A minor syntactic innovation in English: “BE crazy”

I recently became aware of an English syntactic construction I hadn’t noticed before. It involves the predicate BE crazy, which itself is nothing new, but here the subject of that predicate is, essentially, quoted speech from a second party. I myself am apparently a user of this variant. For example, a friend told me of someone who describes themselves (on an online dating platform) as someone who …likes travel and darts, and I responded, simply, Likes darts is crazy. That is to say, I am making some kind of assertion that the description “likes darts”, or perhaps the speech act of describing oneself as such, is itself a bit odd. Now in this case, the subject is simply the quotation (with the travel and part elided), and while this forms a constituent, a tensed VP, we don’t normally accept them as the subject of predicates. And I suspect constituenthood is not even required. So this is distinct from the ordinary use of BE crazy with a nominal subject.

I suspect, though I do not have the means to prove, this is a relatively recent innovation; I hear it from my peers (i.e., those of similar age, not my colleagues at work, who may be older) and students, but not often elsewhere. I also initially thought it might be associated with the Mid-Atlantic but I am no longer so sure.

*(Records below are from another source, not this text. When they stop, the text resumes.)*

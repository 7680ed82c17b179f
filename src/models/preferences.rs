use chrono::{NaiveDate, NaiveTime};
use serde::{Deserialize, Serialize};

use crate::models::AppointmentSlot;

/// Which slots the user wants to hear about. All bounds are inclusive; a missing bound is open.
#[derive(Debug, Clone, Default, PartialEq, Eq, Serialize, Deserialize)]
pub struct TimePreferences {
    pub date_range_start: Option<NaiveDate>,
    pub date_range_end: Option<NaiveDate>,
    pub time_window_start: Option<NaiveTime>,
    pub time_window_end: Option<NaiveTime>,
}

impl TimePreferences {
    pub fn matches(&self, slot: &AppointmentSlot) -> bool {
        self.date_in_range(slot.date) && self.time_in_window(slot.time)
    }

    pub fn date_in_range(&self, date: NaiveDate) -> bool {
        self.date_range_start.is_none_or(|start| date >= start)
            && self.date_range_end.is_none_or(|end| date <= end)
    }

    pub fn time_in_window(&self, time: NaiveTime) -> bool {
        self.time_window_start.is_none_or(|start| time >= start)
            && self.time_window_end.is_none_or(|end| time <= end)
    }
}
use reqwest::{redirect, Client, Method, StatusCode};
use serde::Deserialize;
use serde_json::Value;
use std::collections::BTreeMap;
use std::time::Duration;
use tracing::{debug, warn};

use crate::config::{ReplayConfig, ReplayMethod, ReplayStep};
use crate::models::{Extraction, Location, SessionContext};
use crate::utils::error::{AppError, RemoteProtocolError};

/// Statuses the site uses for a dead session besides redirecting to the start page.
const SESSION_EXPIRED_STATUSES: [u16; 3] = [401, 403, 440];

/// The availability payload the last replay step must return.
#[derive(Debug, Deserialize)]
struct AvailabilityPayload {
    #[serde(default, alias = "locationId", alias = "LocationId")]
    location_id: Option<Value>,
    #[serde(alias = "Slots", alias = "availableSlots", alias = "AvailableSlots")]
    slots: Vec<Value>,
}

/// Queries availability with plain HTTP requests, replaying what the browser would send.
pub struct DirectRequestReplayer {
    client: Client,
    plan: ReplayConfig,
    timeout: Duration,
}

impl DirectRequestReplayer {
    pub fn new(plan: ReplayConfig, user_agent: &str, timeout: Duration) -> Result<Self, AppError> {
        let client = Client::builder()
            .redirect(redirect::Policy::none())
            .user_agent(user_agent)
            .timeout(timeout)
            .build()?;

        Ok(Self {
            client,
            plan,
            timeout,
        })
    }

    pub fn is_enabled(&self) -> bool {
        self.plan.enabled && !self.plan.steps.is_empty()
    }

    pub async fn query(
        &self,
        session: &SessionContext,
        location: &Location,
    ) -> Result<Extraction, RemoteProtocolError> {
        tokio::time::timeout(self.timeout, self.replay(session, location))
            .await
            .map_err(|_| RemoteProtocolError::Timeout {
                after_ms: self.timeout.as_millis() as u64,
            })?
    }

    async fn replay(
        &self,
        session: &SessionContext,
        location: &Location,
    ) -> Result<Extraction, RemoteProtocolError> {
        let cookie = self.cookie_header(session)?;
        let mut body = String::new();

        for (index, step) in self.plan.steps.iter().enumerate() {
            let url = session.resolve(&step.path, location)?;
            debug!(location_id = location.id, "Replaying step {} {}", index + 1, url);

            let request = self
                .client
                .request(method_of(step), url)
                .headers(render_headers(session, location, step)?);
            let request = match &cookie {
                Some(cookie) => request.header(reqwest::header::COOKIE, cookie),
                None => request,
            };
            let request = if step.form.is_empty() {
                request
            } else {
                request.form(&render_form(session, location, &step.form)?)
            };

            let response = request.send().await.map_err(|e| {
                if e.is_timeout() {
                    RemoteProtocolError::Timeout {
                        after_ms: self.timeout.as_millis() as u64,
                    }
                } else {
                    RemoteProtocolError::Transport(e.to_string())
                }
            })?;

            check_status(response.status())?;
            body = response
                .text()
                .await
                .map_err(|e| RemoteProtocolError::Transport(e.to_string()))?;
        }

        parse_availability(location, &body)
    }

    fn cookie_header(&self, session: &SessionContext) -> Result<Option<String>, RemoteProtocolError> {
        if self.plan.cookie_tokens.is_empty() {
            return Ok(None);
        }
        let pairs = self
            .plan
            .cookie_tokens
            .iter()
            .map(|name| {
                session
                    .token(name)
                    .map(|value| format!("{}={}", name, value))
                    .ok_or_else(|| RemoteProtocolError::MissingToken(name.clone()))
            })
            .collect::<Result<Vec<_>, _>>()?;
        Ok(Some(pairs.join("; ")))
    }
}

fn method_of(step: &ReplayStep) -> Method {
    match step.method {
        ReplayMethod::Get => Method::GET,
        ReplayMethod::Post => Method::POST,
    }
}

fn render_form(
    session: &SessionContext,
    location: &Location,
    form: &BTreeMap<String, String>,
) -> Result<BTreeMap<String, String>, RemoteProtocolError> {
    form.iter()
        .map(|(name, template)| -> Result<(String, String), RemoteProtocolError> {
            Ok((name.clone(), session.render(template, location)?))
        })
        .collect()
}

fn render_headers(
    session: &SessionContext,
    location: &Location,
    step: &ReplayStep,
) -> Result<reqwest::header::HeaderMap, RemoteProtocolError> {
    let mut headers = reqwest::header::HeaderMap::new();
    for (name, template) in &step.headers {
        let value = session.render(template, location)?;
        let name = reqwest::header::HeaderName::from_bytes(name.as_bytes())
            .map_err(|e| RemoteProtocolError::InvalidTemplate(format!("header '{}': {}", name, e)))?;
        let value = reqwest::header::HeaderValue::from_str(&value)
            .map_err(|e| RemoteProtocolError::InvalidTemplate(format!("header '{}': {}", name, e)))?;
        headers.insert(name, value);
    }
    Ok(headers)
}

fn check_status(status: StatusCode) -> Result<(), RemoteProtocolError> {
    let code = status.as_u16();
    if status.is_redirection() || SESSION_EXPIRED_STATUSES.contains(&code) {
        return Err(RemoteProtocolError::SessionExpired { status: code });
    }
    if !status.is_success() {
        return Err(RemoteProtocolError::UnexpectedStatus(code));
    }
    Ok(())
}

/// Validate the final response before trusting any of it.
fn parse_availability(location: &Location, body: &str) -> Result<Extraction, RemoteProtocolError> {
    let payload: AvailabilityPayload =
        serde_json::from_str(body).map_err(|e| RemoteProtocolError::SchemaMismatch {
            reason: e.to_string(),
        })?;

    if let Some(reported) = &payload.location_id {
        let matches = match reported {
            Value::Number(n) => n.as_u64() == Some(u64::from(location.id)),
            Value::String(s) => s.trim() == location.id.to_string(),
            Value::Null => true,
            _ => false,
        };
        if !matches {
            return Err(RemoteProtocolError::SchemaMismatch {
                reason: format!("payload is for location {}, expected {}", reported, location.id),
            });
        }
    }

    let extraction = Extraction::from_json_entries(location.id, &payload.slots);
    if !payload.slots.is_empty() && extraction.slots.is_empty() {
        return Err(RemoteProtocolError::SchemaMismatch {
            reason: format!("none of {} slot entries could be read", payload.slots.len()),
        });
    }
    if extraction.skipped > 0 {
        warn!(
            location_id = location.id,
            "Skipped {} malformed slot entr(ies) in replay payload",
            extraction.skipped
        );
    }

    Ok(extraction)
}
use serde::{Deserialize, Serialize};
use std::hash::{Hash, Hasher};

/// Upper bound on how many locations a single monitor watches.
pub const MAX_LOCATIONS: usize = 8;

/// A service location as numbered by the booking site. Identity is `id`.
#[derive(Debug, Clone, Serialize, Deserialize, Eq)]
pub struct Location {
    pub id: u32,
    pub name: String,
}

impl Location {
    pub fn new(id: u32, name: impl Into<String>) -> Self {
        Self { id, name: name.into() }
    }
}

impl PartialEq for Location {
    fn eq(&self, other: &Self) -> bool {
        self.id == other.id
    }
}

impl Hash for Location {
    fn hash<H: Hasher>(&self, state: &mut H) {
        self.id.hash(state);
    }
}

/// Look up a display name for a location id, falling back to the id itself.
pub fn location_name(locations: &[Location], id: u32) -> String {
    locations
        .iter()
        .find(|l| l.id == id)
        .map(|l| l.name.clone())
        .unwrap_or_else(|| format!("Location {}", id))
}
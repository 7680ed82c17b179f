use async_trait::async_trait;
use lettre::message::{header, Mailbox, MultiPart, SinglePart};
use lettre::transport::smtp::authentication::Credentials;
use lettre::{AsyncSmtpTransport, AsyncTransport, Message, Tokio1Executor};
use tracing::debug;

use crate::config::SmtpConfig;
use crate::models::{Channel, OutboundMessage};
use crate::plugins::traits::{DeliveryReceipt, NotificationProvider};
use crate::utils::error::ProviderError;

/// Sends alerts over SMTP as a plain-text + HTML multipart message.
pub struct EmailNotifier {
    transport: AsyncSmtpTransport<Tokio1Executor>,
    from: Mailbox,
}

impl EmailNotifier {
    pub fn new(config: &SmtpConfig) -> Result<Self, ProviderError> {
        let from_address = config
            .from_address
            .as_deref()
            .or(config.username.as_deref())
            .ok_or_else(|| ProviderError::Misconfigured("smtp.from_address is not set".to_string()))?;
        let from: Mailbox = format!("{} <{}>", config.from_name, from_address)
            .parse()
            .map_err(|e| ProviderError::Misconfigured(format!("invalid sender address: {}", e)))?;

        let builder = if config.use_tls {
            AsyncSmtpTransport::<Tokio1Executor>::starttls_relay(&config.host)
                .map_err(|e| ProviderError::Misconfigured(format!("invalid SMTP relay: {}", e)))?
        } else {
            AsyncSmtpTransport::<Tokio1Executor>::builder_dangerous(&config.host)
        }
        .port(config.port);

        let builder = match (&config.username, &config.password) {
            (Some(username), Some(password)) => {
                builder.credentials(Credentials::new(username.clone(), password.clone()))
            }
            _ => builder,
        };

        Ok(Self {
            transport: builder.build(),
            from,
        })
    }

    fn build_message(&self, message: &OutboundMessage) -> Result<Message, ProviderError> {
        let to: Mailbox = message
            .recipient
            .parse()
            .map_err(|e| ProviderError::Misconfigured(format!("invalid recipient address: {}", e)))?;

        let builder = Message::builder()
            .from(self.from.clone())
            .to(to)
            .subject(message.subject.clone());

        let built = match &message.html {
            Some(html) => builder.multipart(
                MultiPart::alternative()
                    .singlepart(
                        SinglePart::builder()
                            .header(header::ContentType::TEXT_PLAIN)
                            .body(message.text.clone()),
                    )
                    .singlepart(
                        SinglePart::builder()
                            .header(header::ContentType::TEXT_HTML)
                            .body(html.clone()),
                    ),
            ),
            None => builder
                .header(header::ContentType::TEXT_PLAIN)
                .body(message.text.clone()),
        };

        built.map_err(|e| ProviderError::Misconfigured(format!("cannot build email: {}", e)))
    }
}

#[async_trait]
impl NotificationProvider for EmailNotifier {
    fn channel(&self) -> Channel {
        Channel::Email
    }

    async fn send(&self, message: &OutboundMessage) -> Result<DeliveryReceipt, ProviderError> {
        let email = self.build_message(message)?;

        match self.transport.send(email).await {
            Ok(response) => {
                debug!(channel = %Channel::Email, "SMTP accepted message: {:?}", response.code());
                Ok(DeliveryReceipt {
                    message_id: response.message().next().map(str::to_string),
                })
            }
            Err(e) if e.is_permanent() => Err(ProviderError::Rejected {
                status: e
                    .status()
                    .and_then(|code| code.to_string().parse().ok())
                    .unwrap_or_default(),
                body: e.to_string(),
            }),
            Err(e) => Err(ProviderError::Transport(e.to_string())),
        }
    }
}
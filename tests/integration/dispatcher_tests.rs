use chrono::NaiveTime;
use std::sync::Arc;
use std::time::Duration;
use tokio::time::Instant;

use slot_watcher::models::{AppointmentSlot, Channel};
use slot_watcher::plugins::{NotificationDispatcher, RecipientConfig, RetryPolicy};

use super::*;

fn recipient(channels: Vec<Channel>) -> RecipientConfig {
    RecipientConfig {
        email: Some("pat@example.com".to_string()),
        phone: Some("+15555550100".to_string()),
        channels,
    }
}

fn ten_am() -> Vec<AppointmentSlot> {
    vec![AppointmentSlot::new(
        27,
        day("2024-06-10"),
        NaiveTime::from_hms_opt(10, 0, 0).unwrap(),
    )]
}

#[tokio::test(start_paused = true)]
async fn test_email_exhausts_retries_while_sms_recovers() {
    let email = Arc::new(CountingProvider::new(Channel::Email, usize::MAX));
    let sms = Arc::new(CountingProvider::new(Channel::Sms, 1));
    let dispatcher = NotificationDispatcher::new(RetryPolicy::default())
        .with_provider(email.clone())
        .with_provider(sms.clone());

    let started = Instant::now();
    let report = dispatcher
        .notify(&recipient(vec![Channel::Email, Channel::Sms]), &ten_am(), &[haverhill()])
        .await;

    let email_outcome = report.outcome(Channel::Email).unwrap();
    assert!(!email_outcome.delivered);
    assert_eq!(email_outcome.attempts, 3);
    assert!(email_outcome.error.as_deref().unwrap().contains("gateway unavailable (attempt 3)"));

    let sms_outcome = report.outcome(Channel::Sms).unwrap();
    assert!(sms_outcome.delivered);
    assert_eq!(sms_outcome.attempts, 2);
    assert_eq!(sms_outcome.message_id.as_deref(), Some("SMS-2"));

    assert!(!report.all_delivered());
    assert_eq!(email.attempts(), 3);
    assert_eq!(sms.attempts(), 2);
    // Backoff between email attempts: 500ms then 1000ms, overlapping the SMS retry.
    let elapsed = started.elapsed();
    assert!(elapsed >= Duration::from_millis(1500) && elapsed < Duration::from_millis(2000));
}

#[tokio::test(start_paused = true)]
async fn test_missing_provider_does_not_block_other_channel() {
    let email = Arc::new(CountingProvider::reliable(Channel::Email));
    let dispatcher = NotificationDispatcher::new(RetryPolicy::default()).with_provider(email.clone());

    let report = dispatcher
        .notify(&recipient(vec![Channel::Email, Channel::Sms]), &ten_am(), &[haverhill()])
        .await;

    assert!(report.outcome(Channel::Email).unwrap().delivered);
    let sms_outcome = report.outcome(Channel::Sms).unwrap();
    assert!(!sms_outcome.delivered);
    assert!(sms_outcome.attempts <= 1);
    assert_eq!(email.delivered().len(), 1);
}

#[tokio::test]
async fn test_unselected_channel_is_not_contacted() {
    let email = Arc::new(CountingProvider::reliable(Channel::Email));
    let sms = Arc::new(CountingProvider::reliable(Channel::Sms));
    let dispatcher = NotificationDispatcher::new(RetryPolicy::default())
        .with_provider(email.clone())
        .with_provider(sms.clone());

    let report = dispatcher
        .notify(&recipient(vec![Channel::Sms]), &ten_am(), &[haverhill()])
        .await;

    assert!(report.all_delivered());
    assert!(report.outcome(Channel::Email).is_none());
    assert_eq!(email.attempts(), 0);
    assert_eq!(sms.delivered()[0].recipient, "+15555550100");
}
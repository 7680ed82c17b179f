use std::path::Path;

use tracing_appender::non_blocking::WorkerGuard;
use tracing_subscriber::{EnvFilter, layer::SubscriberExt, util::SubscriberInitExt};

use crate::config::LoggingConfig;

/// Install the global tracing subscriber.
///
/// `RUST_LOG` wins over the configured level. When a log file is configured a second,
/// non-rotating layer writes plain text to it; the returned guard must be held for the
/// lifetime of the process so buffered lines are flushed on exit.
pub fn init(config: &LoggingConfig, verbose: bool) -> anyhow::Result<Option<WorkerGuard>> {
    let default_directive = if verbose {
        "slot_watcher=debug,info".to_string()
    } else {
        format!("slot_watcher={}", config.level)
    };
    let filter = EnvFilter::try_from_default_env()
        .or_else(|_| EnvFilter::try_new(&default_directive))?;

    let console = tracing_subscriber::fmt::layer()
        .with_target(false)
        .with_thread_ids(false)
        .compact();

    match &config.file {
        Some(file) => {
            let path = Path::new(file);
            let directory = path.parent().filter(|p| !p.as_os_str().is_empty()).unwrap_or(Path::new("."));
            let file_name = path
                .file_name()
                .ok_or_else(|| anyhow::anyhow!("Invalid log file path: {}", file))?;

            let appender = tracing_appender::rolling::never(directory, file_name);
            let (writer, guard) = tracing_appender::non_blocking(appender);

            tracing_subscriber::registry()
                .with(filter)
                .with(console)
                .with(tracing_subscriber::fmt::layer().with_ansi(false).with_writer(writer))
                .try_init()?;

            Ok(Some(guard))
        }
        None => {
            tracing_subscriber::registry().with(filter).with(console).try_init()?;
            Ok(None)
        }
    }
}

Your thoughts are welcome.

“Segmented languages”

In a recent paper (Gorman & Sproat 2023), we complain about conflation of writing systems with the languages they are used to write, highlighting the nonsense underlying common expressions like “right-to-left language”, “syllabic language” or “ideographic” language found in the literature. Thus we were surprised to find the following:

Four segmented languages (Mandarin, Japanese, Korean and Thai) report character error rate (CER), instead of WER… (Gemini Team 2024:18)

Since the most salient feature of the writing systems used to write Mandarin, Japanese, Korean, and Thai is the absence of segmentation information (e.g., whitespace used to indicate word boundaries), presumably the authors mean to say that the data they are using has already been pre-segmented (by some unspecified means). But this is not a property of these languages, but rather of the available data.

[h/t: Richard Sproat]

References

Gemini Team. 2023. Gemini: A family of highly capable multimodal models. arXiv preprint 2312.11805. URL: https://arxiv.org/abs/2312.11805.

Gorman, K. and Sproat, R.. 2023. Myths about writing systems in speech & language technology. In Proceedings of the Workshop on Computation and Written Language, pages 1-5.

Growing consensus

Any time I read a paper that begins, roughly, “there is a growing consensus that P“, there is not in fact, as far as I can tell, a growing consensus in support of P.